* _Work item_
Please filter the data down to the lines that include the word "boot" and copy them.

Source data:

//! Loads the kernel executable into physical memory.
//!
//! `xmas_elf` does the parsing; this module walks the load segments,
//! enforces the bitness and placement rules, and drives the allocator.

use log::info;
use xmas_elf::header::{Class, Machine, Type as ObjectType};
use xmas_elf::program::Type as SegmentType;
use xmas_elf::ElfFile;

use shared::addr::{align_down, align_up, PhysAddr, PhysExtent, PAGE_SIZE};
use shared::protocol::MEMORY_KERNEL_BINARY;

use crate::allocator::{
    allocate_critical_pages_at, allocate_critical_pages_with_kind, ScopedPages, ALLOCATION_CEILING,
};
use crate::config::{Config, LoadableEntry, TypeMask, Value};
use crate::fs::{parse_path, FileSystem, FullPath};
use crate::services::Services;
use crate::KERNEL_IMAGE_BASE;

#[derive(Clone, Copy, Debug, Eq, PartialEq)]
pub enum Bitness {
    Bits32,
    Bits64,
}

pub struct BinaryOptions<'a> {
    pub path: FullPath<'a>,
    pub allocate_anywhere: bool,
}

/// Reads the `binary` key: either a bare path string or an object with
/// `path` and an optional `allocate-anywhere` flag.
pub fn binary_options_from_config<'a>(
    cfg: &Config<'a>,
    entry: &LoadableEntry<'a>,
) -> BinaryOptions<'a> {
    let value = cfg.get_mandatory(entry.scope, "binary", TypeMask::STRING | TypeMask::OBJECT);

    let (path_text, allocate_anywhere) = match value.value {
        Value::Str(path) => (path, false),
        Value::Object(scope) => {
            let path = cfg.mandatory_string(scope, "path");
            let anywhere = cfg.get_bool(scope, "allocate-anywhere").unwrap_or(false);
            (path, anywhere)
        }
        _ => unreachable!(),
    };

    let path =
        parse_path(path_text).unwrap_or_else(|| panic!("invalid binary path \"{path_text}\""));

    BinaryOptions {
        path,
        allocate_anywhere,
    }
}

/// What the kernel image looks like once it is in memory.
#[derive(Clone, Copy, Debug)]
pub struct BinaryInfo {
    pub bitness: Bitness,
    pub entrypoint: u64,
    pub virtual_base: u64,
    pub virtual_ceiling: u64,
    pub physical_base: u64,
    pub physical_ceiling: u64,
    /// The virtual range coincides with the loader's direct map; the
    /// address-space builder needs no extra mapping for it.
    pub kernel_range_is_direct_map: bool,
}

impl BinaryInfo {
    /// Physical memory the image occupies. Non-empty by construction.
    pub fn physical_extent(&self) -> PhysExtent {
        PhysExtent::from_raw(
            self.physical_base,
            self.physical_ceiling - self.physical_base,
        )
    }
}

/// Opens, reads and loads the kernel binary. The raw file bytes live in a
/// scoped allocation released once the segments are placed.
pub fn load_kernel(
    fs: &dyn FileSystem,
    path: &str,
    allocate_anywhere: bool,
    sv: &Services<'_>,
) -> BinaryInfo {
    let file = fs
        .open(path)
        .unwrap_or_else(|| panic!("failed to open \"{path}\""));
    let size = fs.size(file);

    let mut file_pages = ScopedPages::allocate_critical_bytes(sv.memory, size);
    if !fs.read(file, &mut file_pages.bytes_mut()[..size as usize], 0) {
        panic!("failed to read \"{path}\"");
    }
    fs.close(file);

    let info = load_image(&file_pages.bytes()[..size as usize], allocate_anywhere, sv);
    info!(
        "loaded {} bit kernel at {:#x}..{:#x}",
        match info.bitness {
            Bitness::Bits32 => 32,
            Bitness::Bits64 => 64,
        },
        info.physical_base,
        info.physical_ceiling
    );
    info
}

struct LoadSegment {
    vaddr: u64,
    paddr: u64,
    offset: u64,
    file_size: u64,
    mem_size: u64,
}

fn load_image(data: &[u8], allocate_anywhere: bool, sv: &Services<'_>) -> BinaryInfo {
    let elf = ElfFile::new(data).unwrap_or_else(|err| panic!("malformed kernel binary: {err}"));

    let bitness = match elf.header.pt1.class() {
        Class::ThirtyTwo => Bitness::Bits32,
        Class::SixtyFour => Bitness::Bits64,
        _ => panic!("invalid ELF class"),
    };

    if allocate_anywhere && bitness != Bitness::Bits64 {
        panic!("allocate-anywhere is only allowed for 64 bit kernels");
    }
    if bitness == Bitness::Bits64 && !sv.platform.cpu_has_long_mode() {
        panic!("attempted to load a 64 bit kernel on a CPU without long mode support");
    }

    let expected_machine = match bitness {
        Bitness::Bits32 => Machine::X86,
        Bitness::Bits64 => Machine::X86_64,
    };
    if elf.header.pt2.machine().as_machine() != expected_machine {
        panic!("unexpected machine type");
    }
    if elf.header.pt2.type_().as_type() != ObjectType::Executable {
        panic!("kernel binary is not an executable");
    }

    // 64-bit kernels are placed by virtual address (translated out of the
    // -2 GiB window); 32-bit kernels load at their physical addresses.
    let use_va = bitness == Bitness::Bits64;

    let mut entrypoint = elf.header.pt2.entry_point();
    let mut virtual_base = u64::MAX;
    let mut virtual_ceiling = 0u64;
    let mut segments: arrayvec::ArrayVec<LoadSegment, 16> = arrayvec::ArrayVec::new();

    for header in elf.program_iter() {
        if header.get_type() != Ok(SegmentType::Load) {
            continue;
        }

        let segment = LoadSegment {
            vaddr: header.virtual_addr(),
            paddr: header.physical_addr(),
            offset: header.offset(),
            file_size: header.file_size(),
            mem_size: header.mem_size(),
        };

        if allocate_anywhere && segment.vaddr < KERNEL_IMAGE_BASE {
            panic!("invalid load address");
        }

        let file_end = segment.offset.checked_add(segment.file_size);
        match file_end {
            Some(end) if end <= data.len() as u64 && segment.file_size <= segment.mem_size => {}
            _ => panic!("invalid program header"),
        }

        let virt_end = segment
            .vaddr
            .checked_add(segment.mem_size)
            .unwrap_or_else(|| panic!("invalid load address"));

        virtual_base = virtual_base.min(segment.vaddr);
        virtual_ceiling = virtual_ceiling.max(virt_end);

        // 32-bit entrypoints move with their segment into the physical
        // range.
        if !use_va && entrypoint >= segment.vaddr && entrypoint < virt_end {
            entrypoint = entrypoint - segment.vaddr + segment.paddr;
        }

        if segments.try_push(segment).is_err() {
            panic!("too many load segments");
        }
    }

    if segments.is_empty() {
        panic!("kernel binary has no load segments");
    }

    virtual_base = align_down(virtual_base, PAGE_SIZE);
    virtual_ceiling = align_up(virtual_ceiling, PAGE_SIZE);

    // Placement target of a segment in physical memory.
    let translate = |segment: &LoadSegment| -> u64 {
        let addr = if use_va { segment.vaddr } else { segment.paddr };
        if addr < KERNEL_IMAGE_BASE {
            return addr;
        }
        if !use_va {
            panic!("invalid load address");
        }

        let translated = addr - KERNEL_IMAGE_BASE;
        if translated < 1024 * 1024 && !allocate_anywhere {
            panic!("invalid load address");
        }
        translated
    };

    let mut physical_base = u64::MAX;
    let mut physical_ceiling = 0u64;

    if allocate_anywhere {
        let pages = (virtual_ceiling - virtual_base) / PAGE_SIZE;
        physical_base =
            allocate_critical_pages_with_kind(sv.memory, pages, MEMORY_KERNEL_BINARY).as_u64();
        physical_ceiling = physical_base + pages * PAGE_SIZE;
    }

    // Entrypoint must land inside the image.
    let (reference_base, reference_ceiling) = if use_va {
        (virtual_base, virtual_ceiling)
    } else {
        let base = segments.iter().map(|s| translate(s)).min().unwrap();
        let ceiling = segments
            .iter()
            .map(|s| translate(s) + s.mem_size)
            .max()
            .unwrap();
        (align_down(base, PAGE_SIZE), align_up(ceiling, PAGE_SIZE))
    };
    if entrypoint < reference_base || entrypoint >= reference_ceiling {
        panic!("invalid entrypoint {entrypoint:#x}");
    }

    for segment in &segments {
        let load_base = if allocate_anywhere {
            physical_base + (segment.vaddr - virtual_base)
        } else {
            let target = translate(segment);
            let begin = align_down(target, PAGE_SIZE);
            let end = align_up(target + segment.mem_size, PAGE_SIZE);
            if end > ALLOCATION_CEILING {
                panic!("invalid load address");
            }

            allocate_critical_pages_at(
                sv.memory,
                PhysAddr::new(begin),
                (end - begin) / PAGE_SIZE,
                MEMORY_KERNEL_BINARY,
            );

            physical_base = physical_base.min(begin);
            physical_ceiling = physical_ceiling.max(end);
            target
        };

        unsafe {
            let dst = sv.memory.phys_to_virt(PhysAddr::new(load_base));
            core::ptr::copy_nonoverlapping(
                data.as_ptr().add(segment.offset as usize),
                dst,
                segment.file_size as usize,
            );
            core::ptr::write_bytes(
                dst.add(segment.file_size as usize),
                0,
                (segment.mem_size - segment.file_size) as usize,
            );
        }
    }

    BinaryInfo {
        bitness,
        entrypoint,
        virtual_base,
        virtual_ceiling,
        physical_base,
        physical_ceiling,
        kernel_range_is_direct_map: !allocate_anywhere,
    }
}

#[cfg(test)]
mod tests {
    use super::*;
    use crate::services::MemoryServices;
    use crate::testutil::{build_elf32, build_elf64, MemFs, MockMemory, MockPlatform, MockVideo};
    use crate::KERNEL_IMAGE_BASE;

    fn services<'a>(
        ms: &'a MockMemory,
        vs: &'a MockVideo,
        ps: &'a MockPlatform,
    ) -> Services<'a> {
        Services {
            memory: ms,
            video: vs,
            platform: ps,
        }
    }

    fn load_from_bytes(image: Vec<u8>, allocate_anywhere: bool, ms: &MockMemory) -> BinaryInfo {
        let vs = MockVideo::default();
        let ps = MockPlatform::default();
        let fs = MemFs::new(vec![("/boot/kernel.elf", image)]);
        load_kernel(
            &fs,
            "/boot/kernel.elf",
            allocate_anywhere,
            &services(ms, &vs, &ps),
        )
    }

    #[test]
    fn higher_half_fixed_placement() {
        let ms = MockMemory::new(32 * 1024 * 1024);
        let vaddr = KERNEL_IMAGE_BASE + 0x100000;
        let image = build_elf64(vaddr + 0x10, &[(vaddr, b"kernel code".to_vec(), 0x2000)]);

        let info = load_from_bytes(image, false, &ms);

        assert_eq!(info.bitness, Bitness::Bits64);
        assert_eq!(info.entrypoint, vaddr + 0x10);
        assert_eq!(info.virtual_base, vaddr);
        assert_eq!(info.virtual_ceiling, vaddr + 0x2000);
        assert_eq!(info.physical_base, 0x100000);
        assert_eq!(info.physical_ceiling, 0x102000);
        assert!(info.kernel_range_is_direct_map);

        // Segment bytes landed at the translated physical address and the
        // rest of the segment is zeroed.
        let loaded = unsafe {
            core::slice::from_raw_parts(ms.phys_to_virt(PhysAddr::new(0x100000)), 0x2000)
        };
        assert_eq!(&loaded[..11], b"kernel code");
        assert!(loaded[11..].iter().all(|b| *b == 0));

        // And the pages are tagged as kernel binary.
        assert!(ms
            .ranges()
            .iter()
            .any(|r| r.0 == 0x100000 && r.1 == 0x2000 && r.2 == MEMORY_KERNEL_BINARY));
    }

    #[test]
    fn allocate_anywhere_offsets_segments() {
        let ms = MockMemory::new(32 * 1024 * 1024);
        let vaddr = KERNEL_IMAGE_BASE + 0x200000;
        let image = build_elf64(
            vaddr,
            &[
                (vaddr, b"text".to_vec(), 0x1000),
                (vaddr + 0x3000, b"data".to_vec(), 0x1000),
            ],
        );

        let info = load_from_bytes(image, true, &ms);

        assert!(!info.kernel_range_is_direct_map);
        assert_eq!(info.physical_ceiling - info.physical_base, 0x4000);

        let text = unsafe {
            core::slice::from_raw_parts(ms.phys_to_virt(PhysAddr::new(info.physical_base)), 4)
        };
        assert_eq!(text, b"text");
        let data = unsafe {
            core::slice::from_raw_parts(
                ms.phys_to_virt(PhysAddr::new(info.physical_base + 0x3000)),
                4,
            )
        };
        assert_eq!(data, b"data");
    }

    #[test]
    fn bits32_loads_at_physical_address() {
        let ms = MockMemory::new(32 * 1024 * 1024);
        // Linked at a high virtual address but placed at 2 MiB physical.
        let image = build_elf32(0xC010_0010, &[(0xC010_0000, 0x200000, b"k32".to_vec(), 0x1000)]);

        let info = load_from_bytes(image, false, &ms);

        assert_eq!(info.bitness, Bitness::Bits32);
        // Entrypoint relocated into the physical range.
        assert_eq!(info.entrypoint, 0x200010);
        assert_eq!(info.physical_base, 0x200000);
        assert_eq!(info.physical_ceiling, 0x201000);
    }

    #[test]
    fn rejects_allocate_anywhere_for_32_bit() {
        let ms = MockMemory::new(32 * 1024 * 1024);
        let image = build_elf32(0x100000, &[(0x100000, 0x100000, b"k".to_vec(), 0x1000)]);

        let result = std::panic::catch_unwind(std::panic::AssertUnwindSafe(|| {
            load_from_bytes(image, true, &ms)
        }));
        assert!(result.is_err());

        // Fatal before any kernel page was allocated.
        assert!(ms.ranges().iter().all(|r| r.2 != MEMORY_KERNEL_BINARY));
    }

    #[test]
    #[should_panic(expected = "long mode")]
    fn rejects_64_bit_without_long_mode() {
        let ms = MockMemory::new(32 * 1024 * 1024);
        let vs = MockVideo::default();
        let ps = MockPlatform {
            long_mode: false,
            ..MockPlatform::default()
        };
        let vaddr = KERNEL_IMAGE_BASE + 0x100000;
        let image = build_elf64(vaddr, &[(vaddr, b"k".to_vec(), 0x1000)]);
        let fs = MemFs::new(vec![("/k", image)]);

        load_kernel(&fs, "/k", false, &services(&ms, &vs, &ps));
    }

    #[test]
    #[should_panic(expected = "failed to open")]
    fn missing_file_is_fatal() {
        let ms = MockMemory::new(1024 * 1024);
        let vs = MockVideo::default();
        let ps = MockPlatform::default();
        let fs = MemFs::new(vec![]);

        load_kernel(&fs, "/nope", false, &services(&ms, &vs, &ps));
    }
}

* _Answer area_
        let fs = MemFs::new(vec![("/boot/kernel.elf", image)]);
            "/boot/kernel.elf",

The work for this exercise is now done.